Work request »
Which lines below contain "height"? Copy every one of them.

[Dataset items]
//! Core data types for ReplayKit
//!
//! This module contains the event model shared by the recorder and the
//! replay engine: a single timestamped input occurrence from either the
//! keyboard or the mouse.
//!
//! # Main Types
//!
//! - [`Event`] - Tagged union of keyboard and mouse events
//! - [`KeyAction`] - Press or release
//! - [`MouseButton`] - Left, right or middle button
//! - [`Position`] / [`ScrollDelta`] - Integer screen coordinates and wheel deltas
//!
//! # Wire Format
//!
//! Events serialize to flat JSON records with explicit field names:
//!
//! ```json
//! { "type": "keyboard", "event": "press", "key": "Key.space", "time": 0.25 }
//! { "type": "mouse", "event": "move", "position": [100, 100], "time": 0.5 }
//! { "type": "mouse", "event": "click", "button": "Button.left",
//!   "position": [5, 5], "pressed": true, "time": 0.75 }
//! { "type": "mouse", "event": "scroll", "position": [5, 5], "scroll": [0, -1], "time": 1.0 }
//! ```
//!
//! Keyboard keys are stored as the raw listener text and only normalized at
//! replay time (see [`crate::session::keymap`]).

use serde::{Deserialize, Serialize};
use std::fmt;

/// Screen position in pixels
#[derive(Debug, Clone, Copy, PartialEq, Eq, Hash, Default, Serialize, Deserialize)]
#[serde(from = "(i32, i32)", into = "(i32, i32)")]
pub struct Position {
    pub x: i32,
    pub y: i32,
}

impl Position {
    pub fn new(x: i32, y: i32) -> Self {
        Self { x, y }
    }

    /// Clamp into `[0, width-1] x [0, height-1]`
    pub fn clamped(self, width: u32, height: u32) -> Self {
        let max_x = width.saturating_sub(1).min(i32::MAX as u32) as i32;
        let max_y = height.saturating_sub(1).min(i32::MAX as u32) as i32;
        Self {
            x: self.x.clamp(0, max_x),
            y: self.y.clamp(0, max_y),
        }
    }
}

impl From<(i32, i32)> for Position {
    fn from((x, y): (i32, i32)) -> Self {
        Self { x, y }
    }
}

impl From<Position> for (i32, i32) {
    fn from(p: Position) -> Self {
        (p.x, p.y)
    }
}

impl fmt::Display for Position {
    fn fmt(&self, f: &mut fmt::Formatter<'_>) -> fmt::Result {
        write!(f, "({}, {})", self.x, self.y)
    }
}

/// Mouse wheel delta
#[derive(Debug, Clone, Copy, PartialEq, Eq, Default, Serialize, Deserialize)]
#[serde(from = "(i32, i32)", into = "(i32, i32)")]
pub struct ScrollDelta {
    pub dx: i32,
    pub dy: i32,
}

impl ScrollDelta {
    pub fn new(dx: i32, dy: i32) -> Self {
        Self { dx, dy }
    }
}

impl From<(i32, i32)> for ScrollDelta {
    fn from((dx, dy): (i32, i32)) -> Self {
        Self { dx, dy }
    }
}

impl From<ScrollDelta> for (i32, i32) {
    fn from(d: ScrollDelta) -> Self {
        (d.dx, d.dy)
    }
}

/// Keyboard event kind
#[derive(Debug, Clone, Copy, PartialEq, Eq, Hash)]
pub enum KeyAction {
    Press,
    Release,
}

impl KeyAction {
    pub fn as_str(&self) -> &'static str {
        match self {
            KeyAction::Press => "press",
            KeyAction::Release => "release",
        }
    }
}

/// Mouse button
///
/// Stored in the event log using the listener's raw names (`Button.left`).
/// Unrecognized raw names resolve to [`MouseButton::Left`].
#[derive(Debug, Clone, Copy, PartialEq, Eq, Hash, Default)]
pub enum MouseButton {
    #[default]
    Left,
    Right,
    Middle,
}

impl MouseButton {
    /// Parse a raw listener button name, defaulting to left
    pub fn from_raw(raw: &str) -> Self {
        match raw.trim() {
            "Button.left" | "left" => MouseButton::Left,
            "Button.right" | "right" => MouseButton::Right,
            "Button.middle" | "middle" => MouseButton::Middle,
            other => {
                tracing::trace!("Unrecognized mouse button {:?}, using left", other);
                MouseButton::Left
            }
        }
    }

    /// Raw listener name as written to the event log
    pub fn raw_name(&self) -> &'static str {
        match self {
            MouseButton::Left => "Button.left",
            MouseButton::Right => "Button.right",
            MouseButton::Middle => "Button.middle",
        }
    }

    /// Name understood by the injection sink
    pub fn injector_name(&self) -> &'static str {
        match self {
            MouseButton::Left => "left",
            MouseButton::Right => "right",
            MouseButton::Middle => "middle",
        }
    }
}

/// A single recorded input occurrence
///
/// `timestamp` is seconds of active (unpaused) recording time since the
/// session started.
#[derive(Debug, Clone, PartialEq, Serialize, Deserialize)]
#[serde(try_from = "WireEvent", into = "WireEvent")]
pub enum Event {
    Keyboard {
        action: KeyAction,
        key: String,
        timestamp: f64,
    },
    MouseMove {
        position: Position,
        timestamp: f64,
    },
    MouseClick {
        position: Position,
        button: MouseButton,
        pressed: bool,
        timestamp: f64,
    },
    MouseScroll {
        position: Position,
        delta: ScrollDelta,
        timestamp: f64,
    },
}

impl Event {
    pub fn key_press(key: impl Into<String>, timestamp: f64) -> Self {
        Event::Keyboard {
            action: KeyAction::Press,
            key: key.into(),
            timestamp,
        }
    }

    pub fn key_release(key: impl Into<String>, timestamp: f64) -> Self {
        Event::Keyboard {
            action: KeyAction::Release,
            key: key.into(),
            timestamp,
        }
    }

    pub fn mouse_move(x: i32, y: i32, timestamp: f64) -> Self {
        Event::MouseMove {
            position: Position::new(x, y),
            timestamp,
        }
    }

    pub fn mouse_click(x: i32, y: i32, button: MouseButton, pressed: bool, timestamp: f64) -> Self {
        Event::MouseClick {
            position: Position::new(x, y),
            button,
            pressed,
            timestamp,
        }
    }

    pub fn mouse_scroll(x: i32, y: i32, dx: i32, dy: i32, timestamp: f64) -> Self {
        Event::MouseScroll {
            position: Position::new(x, y),
            delta: ScrollDelta::new(dx, dy),
            timestamp,
        }
    }

    /// Seconds of active recording time
    pub fn timestamp(&self) -> f64 {
        match self {
            Event::Keyboard { timestamp, .. }
            | Event::MouseMove { timestamp, .. }
            | Event::MouseClick { timestamp, .. }
            | Event::MouseScroll { timestamp, .. } => *timestamp,
        }
    }

    pub(crate) fn set_timestamp(&mut self, value: f64) {
        match self {
            Event::Keyboard { timestamp, .. }
            | Event::MouseMove { timestamp, .. }
            | Event::MouseClick { timestamp, .. }
            | Event::MouseScroll { timestamp, .. } => *timestamp = value,
        }
    }

    /// Screen position for mouse events
    pub fn position(&self) -> Option<Position> {
        match self {
            Event::Keyboard { .. } => None,
            Event::MouseMove { position, .. }
            | Event::MouseClick { position, .. }
            | Event::MouseScroll { position, .. } => Some(*position),
        }
    }

    pub fn is_keyboard(&self) -> bool {
        matches!(self, Event::Keyboard { .. })
    }

    /// Short label used in logs (`keyboard/press`, `mouse/move`, ...)
    pub fn kind_label(&self) -> &'static str {
        match self {
            Event::Keyboard {
                action: KeyAction::Press,
                ..
            } => "keyboard/press",
            Event::Keyboard {
                action: KeyAction::Release,
                ..
            } => "keyboard/release",
            Event::MouseMove { .. } => "mouse/move",
            Event::MouseClick { .. } => "mouse/click",
            Event::MouseScroll { .. } => "mouse/scroll",
        }
    }
}

// ==================== Wire Representation ====================

#[derive(Debug, Clone, Copy, PartialEq, Eq, Serialize, Deserialize)]
#[serde(rename_all = "lowercase")]
enum WireKind {
    Keyboard,
    Mouse,
}

/// Flat JSON record used for (de)serializing [`Event`]
#[derive(Debug, Clone, Serialize, Deserialize)]
struct WireEvent {
    #[serde(rename = "type")]
    kind: WireKind,
    event: String,
    #[serde(default, skip_serializing_if = "Option::is_none")]
    key: Option<String>,
    #[serde(default, skip_serializing_if = "Option::is_none")]
    button: Option<String>,
    #[serde(default, skip_serializing_if = "Option::is_none")]
    position: Option<(i32, i32)>,
    #[serde(default, skip_serializing_if = "Option::is_none")]
    pressed: Option<bool>,
    #[serde(default, skip_serializing_if = "Option::is_none")]
    scroll: Option<(i32, i32)>,
    time: f64,
}

impl From<Event> for WireEvent {
    fn from(event: Event) -> Self {
        let mut wire = WireEvent {
            kind: WireKind::Mouse,
            event: String::new(),
            key: None,
            button: None,
            position: None,
            pressed: None,
            scroll: None,
            time: event.timestamp(),
        };

        match event {
            Event::Keyboard { action, key, .. } => {
                wire.kind = WireKind::Keyboard;
                wire.event = action.as_str().to_string();
                wire.key = Some(key);
            }
            Event::MouseMove { position, .. } => {
                wire.event = "move".to_string();
                wire.position = Some(position.into());
            }
            Event::MouseClick {
                position,
                button,
                pressed,
                ..
            } => {
                wire.event = "click".to_string();
                wire.button = Some(button.raw_name().to_string());
                wire.position = Some(position.into());
                wire.pressed = Some(pressed);
            }
            Event::MouseScroll {
                position, delta, ..
            } => {
                wire.event = "scroll".to_string();
                wire.position = Some(position.into());
                wire.scroll = Some(delta.into());
            }
        }

        wire
    }
}

impl TryFrom<WireEvent> for Event {
    type Error = String;

    fn try_from(wire: WireEvent) -> Result<Self, Self::Error> {
        if !wire.time.is_finite() || wire.time < 0.0 {
            return Err(format!("invalid event time {}", wire.time));
        }
        let timestamp = wire.time;

        let position = || {
            wire.position
                .map(Position::from)
                .ok_or_else(|| format!("mouse {} event without position", wire.event))
        };

        match (wire.kind, wire.event.as_str()) {
            (WireKind::Keyboard, "press" | "release") => {
                let key = wire
                    .key
                    .clone()
                    .ok_or_else(|| "keyboard event without key".to_string())?;
                let action = if wire.event == "press" {
                    KeyAction::Press
                } else {
                    KeyAction::Release
                };
                Ok(Event::Keyboard {
                    action,
                    key,
                    timestamp,
                })
            }
            (WireKind::Mouse, "move") => Ok(Event::MouseMove {
                position: position()?,
                timestamp,
            }),
            (WireKind::Mouse, "click") => Ok(Event::MouseClick {
                position: position()?,
                button: MouseButton::from_raw(wire.button.as_deref().unwrap_or_default()),
                pressed: wire
                    .pressed
                    .ok_or_else(|| "mouse click event without pressed flag".to_string())?,
                timestamp,
            }),
            (WireKind::Mouse, "scroll") => Ok(Event::MouseScroll {
                position: position()?,
                delta: wire
                    .scroll
                    .map(ScrollDelta::from)
                    .ok_or_else(|| "mouse scroll event without scroll delta".to_string())?,
                timestamp,
            }),
            (kind, other) => Err(format!("unknown {:?} event {:?}", kind, other)),
        }
    }
}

Output of the exercise »
    /// Clamp into `[0, width-1] x [0, height-1]`
    pub fn clamped(self, width: u32, height: u32) -> Self {
        let max_y = height.saturating_sub(1).min(i32::MAX as u32) as i32;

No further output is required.